Para mi bisabuelo, aquello representaba una ocasión única en la vida: nunca tendría otra de aproximarse tanto a un personaje realmente importante. Se las ingenió para encargarse personalmente de la escolta del general Xue y reveló a su esposa que planeaba casarle con su hija. No le pidió su beneplácito, sino que sencillamente se lo comunicó. Independientemente del hecho de que se tratara de un procedimiento habitual durante la época, sucedía también que mi bisabuelo despreciaba a su esposa.

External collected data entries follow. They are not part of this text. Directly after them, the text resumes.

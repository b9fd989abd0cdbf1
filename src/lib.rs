//! Capture, parse, and filter a device's system log stream in real time.
//!
//! [`LogCapture`] supervises an external log-source process, reassembles its
//! long-format output into [`LogRecord`]s, keeps them in a thread-safe
//! [`LogStore`] with named filters, and delivers them to an
//! [`EventListener`]. While the owner reports itself backgrounded, records
//! are buffered and flushed as one batch on the return to foreground.
//!
//! ```no_run
//! use std::sync::Arc;
//! use logscope::{CommandSource, EventListener, LogCapture, LogRecord};
//!
//! struct Printer;
//!
//! impl EventListener for Printer {
//!     fn on_record(&self, record: Arc<LogRecord>) {
//!         println!("{record}");
//!     }
//! }
//!
//! let capture = LogCapture::new(CommandSource::default());
//! capture.set_listener(Some(Arc::new(Printer)));
//! capture.start();
//! ```

pub mod filter;

mod events;
mod parser;
mod source;
mod store;
mod stream;
mod types;

pub use events::{CaptureEvent, EventListener};
pub use parser::{ParseError, parse_record};
pub use source::{CommandSource, LogSource, ProcessHandle, SourceProcess};
pub use store::LogStore;
pub use stream::LogCapture;
pub use types::{Level, LogRecord};
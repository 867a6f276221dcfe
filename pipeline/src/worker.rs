use crate::average::RunningAverage;
use crate::config::{FailurePolicy, PipelineConfig, PipelineMode};
use crate::draw::Painter;
use crate::engine::{truncate_detections, DetectionEngine};
use crate::error::{PipelineError, Result, Truncated};
use crate::frame::Frame;
use crate::labels::Labels;
use crate::pipeline::{Exchange, Shared};
use crate::ring::FrameRing;
use crate::single::{live_stats, SingleSlot};
use bbox::{do_nms_sort, Detection};
use log::{debug, error, info, warn};
use std::sync::atomic::Ordering;
use std::sync::Arc;
use std::thread::{self, JoinHandle};
use std::time::{Duration, Instant};
use tokio_util::sync::CancellationToken;

/// Pause after a cycle that found no new frame.
const IDLE_PAUSE: Duration = Duration::from_millis(1);

#[derive(Debug, Clone, PartialEq)]
pub enum CycleOutcome {
    /// No frame arrived since the last cycle.
    Idle,
    /// Inference failed and the previous annotation stays in place.
    Skipped,
    Published {
        slot: usize,
        detections: usize,
        elapsed: Duration,
        truncated: Option<Truncated>,
    },
}

/// The background half of the pipeline: takes the newest frame, runs the
/// engine, averages, decodes, draws and publishes.
pub struct DetectionWorker {
    engine: Box<dyn DetectionEngine>,
    config: PipelineConfig,
    shared: Arc<Shared>,
    labels: Arc<Labels>,
    painter: Arc<Painter>,
    average: Option<RunningAverage>,
    frame: Frame,
    input: Frame,
    /// Next annotated slot to draw.
    cursor: usize,
    cycle: usize,
    last_sequence: u64,
    layer: Option<usize>,
}

impl DetectionWorker {
    pub(crate) fn new(
        engine: Box<dyn DetectionEngine>,
        config: PipelineConfig,
        shared: Arc<Shared>,
        labels: Arc<Labels>,
        painter: Arc<Painter>,
        width: usize,
        height: usize,
    ) -> Self {
        let (net_w, net_h) = engine.input_size();
        let average = match config.mode {
            PipelineMode::Ring => Some(RunningAverage::new(config.frames, engine.outputs().len())),
            PipelineMode::Single => None,
        };

        let layer = match config.layer {
            Some(layer) if config.mode != PipelineMode::Single => {
                warn!("layer {} is only shown in single-slot mode, ignoring", layer);
                None
            }
            Some(layer) if layer >= engine.layer_count() => {
                warn!(
                    "layer {} out of range, network has {} layers",
                    layer,
                    engine.layer_count()
                );
                None
            }
            layer => layer,
        };

        DetectionWorker {
            engine,
            config,
            shared,
            labels,
            painter,
            average,
            frame: Frame::new(width, height),
            input: Frame::new(net_w, net_h),
            cursor: 0,
            cycle: 0,
            last_sequence: 0,
            layer,
        }
    }

    pub fn cycles(&self) -> usize {
        self.cycle
    }

    /// One pass of the detection loop.
    pub fn run_cycle(&mut self) -> Result<CycleOutcome> {
        let shared = Arc::clone(&self.shared);
        match &shared.exchange {
            Exchange::Ring(ring) => self.ring_cycle(ring),
            Exchange::Single(single) => self.single_cycle(single),
        }
    }

    /// Run one cycle and apply the failure policy. Returns `None` once the
    /// worker has to stop.
    pub fn step(&mut self) -> Option<CycleOutcome> {
        match self.run_cycle() {
            Ok(outcome) => {
                if let CycleOutcome::Published {
                    truncated: Some(truncated),
                    ..
                } = &outcome
                {
                    warn!("{}", truncated);
                }
                Some(outcome)
            }
            Err(err) => match self.config.failure_policy {
                FailurePolicy::SkipCycle => {
                    warn!("detection cycle skipped: {}", err);
                    Some(CycleOutcome::Skipped)
                }
                FailurePolicy::PassThrough => {
                    error!("detection stopped, forwarding raw frames: {}", err);
                    self.shared.passthrough.store(true, Ordering::Release);
                    None
                }
            },
        }
    }

    pub fn run(mut self, token: CancellationToken) {
        debug!("detection loop started");
        while !token.is_cancelled() {
            match self.step() {
                Some(CycleOutcome::Idle) => thread::sleep(IDLE_PAUSE),
                Some(_) => thread::sleep(self.config.cycle_pause),
                None => break,
            }
        }
        debug!("detection loop finished after {} cycles", self.cycle);
    }

    pub fn spawn(self) -> Result<WorkerHandle> {
        let token = CancellationToken::new();
        let child = token.clone();
        let thread = thread::Builder::new()
            .name("yolo-detect".into())
            .spawn(move || self.run(child))
            .map_err(PipelineError::Spawn)?;

        Ok(WorkerHandle {
            token,
            thread: Some(thread),
        })
    }

    fn ring_cycle(&mut self, ring: &FrameRing) -> Result<CycleOutcome> {
        let (sequence, geometry) =
            match ring.take_latest(self.last_sequence, &mut self.frame, &mut self.input)? {
                Some(taken) => taken,
                None => return Ok(CycleOutcome::Idle),
            };
        self.last_sequence = sequence;
        let start = Instant::now();

        self.engine.infer(&self.input)?;
        if let Some(average) = self.average.as_mut() {
            average.record(self.cycle, self.engine.outputs())?;
            let mean = average.compute_region_mean(self.engine.class_count())?;
            let outputs = self.engine.outputs_mut();
            if outputs.len() != mean.len() {
                return Err(PipelineError::MalformedOutput(format!(
                    "output buffer resized from {} to {}",
                    mean.len(),
                    outputs.len()
                )));
            }
            outputs.copy_from_slice(mean);
        }
        self.cycle += 1;

        let mut detections = self.engine.decode_boxes(Some(&geometry), self.config.threshold)?;
        if !detections.is_empty() {
            do_nms_sort(&mut detections, self.engine.class_count(), self.config.nms);
        }
        let truncated = truncate_detections(&mut detections, self.config.max_detections);

        let slot = self.cursor;
        let count = detections.len();
        let elapsed = {
            let mut annotated = ring.annotation_slot(slot);
            annotated.frame.copy_from(&self.frame)?;
            self.painter.draw_detections(
                &mut annotated.frame,
                &detections,
                self.config.threshold,
                &self.labels,
            );
            let elapsed = start.elapsed();
            self.report(&detections, elapsed);
            annotated.sequence = sequence;
            annotated.detections = detections;
            elapsed
        };
        ring.publish(slot);
        self.cursor = (slot + 1) % ring.capacity();
        self.shared.record_cycle(elapsed);

        Ok(CycleOutcome::Published {
            slot,
            detections: count,
            elapsed,
            truncated,
        })
    }

    fn single_cycle(&mut self, single: &SingleSlot) -> Result<CycleOutcome> {
        let sequence = match single.take_image(self.last_sequence, &mut self.frame) {
            Some(sequence) => sequence,
            None => return Ok(CycleOutcome::Idle),
        };
        self.last_sequence = sequence;
        let start = Instant::now();

        self.frame.resize_into(&mut self.input);
        self.engine.infer(&self.input)?;
        self.cycle += 1;

        let mut detections = self.engine.decode_boxes(None, self.config.threshold)?;
        if !detections.is_empty() {
            do_nms_sort(&mut detections, self.engine.class_count(), self.config.nms);
        }
        let (width, height) = self.frame.dimensions();
        let (stats, truncated) = live_stats(
            &detections,
            self.config.threshold,
            width,
            height,
            self.config.max_detections,
        );

        let layer_image = match self.layer {
            Some(layer) => self.engine.layer_image(layer)?.map(|image| {
                let mut resized = Frame::new(width, height);
                image.resize_into(&mut resized);
                resized
            }),
            None => None,
        };

        let elapsed = start.elapsed();
        let secs = elapsed.as_secs_f64();
        let caption = format!("{:.2} sec, {:.2} fps", secs, 1. / secs.max(f64::EPSILON));
        self.report(&detections, elapsed);
        self.shared.record_cycle(elapsed);

        let count = detections.len();
        single.publish(detections, stats, caption, layer_image);

        Ok(CycleOutcome::Published {
            slot: 0,
            detections: count,
            elapsed,
            truncated,
        })
    }

    /// `"dog: 87% car: 64% 2 objects detected in 0.12 seconds, fps= 8.33"`
    fn report(&self, detections: &[Detection], elapsed: Duration) {
        let threshold = self.config.threshold;
        let mut line = String::new();
        let mut count = 0;
        for det in detections {
            for class in det.classes_above(threshold) {
                line.push_str(&format!(
                    "{}: {:.0}% ",
                    self.labels.name(class),
                    det.prob[class] * 100.
                ));
                count += 1;
            }
        }
        let secs = elapsed.as_secs_f64();
        line.push_str(&format!(
            "{} objects detected in {:.2} seconds, fps= {:.2}",
            count,
            secs,
            1. / secs.max(f64::EPSILON)
        ));

        if self.config.verbose {
            info!("{}", line);
        } else {
            debug!("{}", line);
        }
    }
}

/// The running detection thread. Dropping the handle stops and joins it.
pub struct WorkerHandle {
    token: CancellationToken,
    thread: Option<JoinHandle<()>>,
}

impl WorkerHandle {
    pub fn is_running(&self) -> bool {
        self.thread.is_some() && !self.token.is_cancelled()
    }

    /// Cancel the loop and wait for the current cycle to finish.
    pub fn stop(&mut self) {
        self.token.cancel();
        if let Some(thread) = self.thread.take() {
            if thread.join().is_err() {
                error!("detection thread panicked");
            }
        }
    }
}

impl Drop for WorkerHandle {
    fn drop(&mut self) {
        self.stop();
    }
}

Mi bisabuela lloró, pero no dijo nada. Su esposo le comunicó que no debía decir absolutamente nada a su hija. Ni siquiera se mencionó la posibilidad de consultar con ella. El matrimonio era una transacción, y no una cuestión de sentimientos. La muchacha sería informada cuando se organizara la boda.

Mi bisabuelo sabía que debía dirigirse al general Xue de un modo indirecto. Una oferta explícita de la mano de su hija reduciría su valor, y existía también la posibilidad de que fuera rechazada. Había que proporcionar al general Xue la ocasión de admirar lo que le estaba siendo ofrecido. En aquellos tiempos, una mujer respetable no podía ser presentada a un extraño, por lo que Yang tuvo que ingeniárselas para lograr que el general Xue viera a su hija. El encuentro tenía que parecer accidental.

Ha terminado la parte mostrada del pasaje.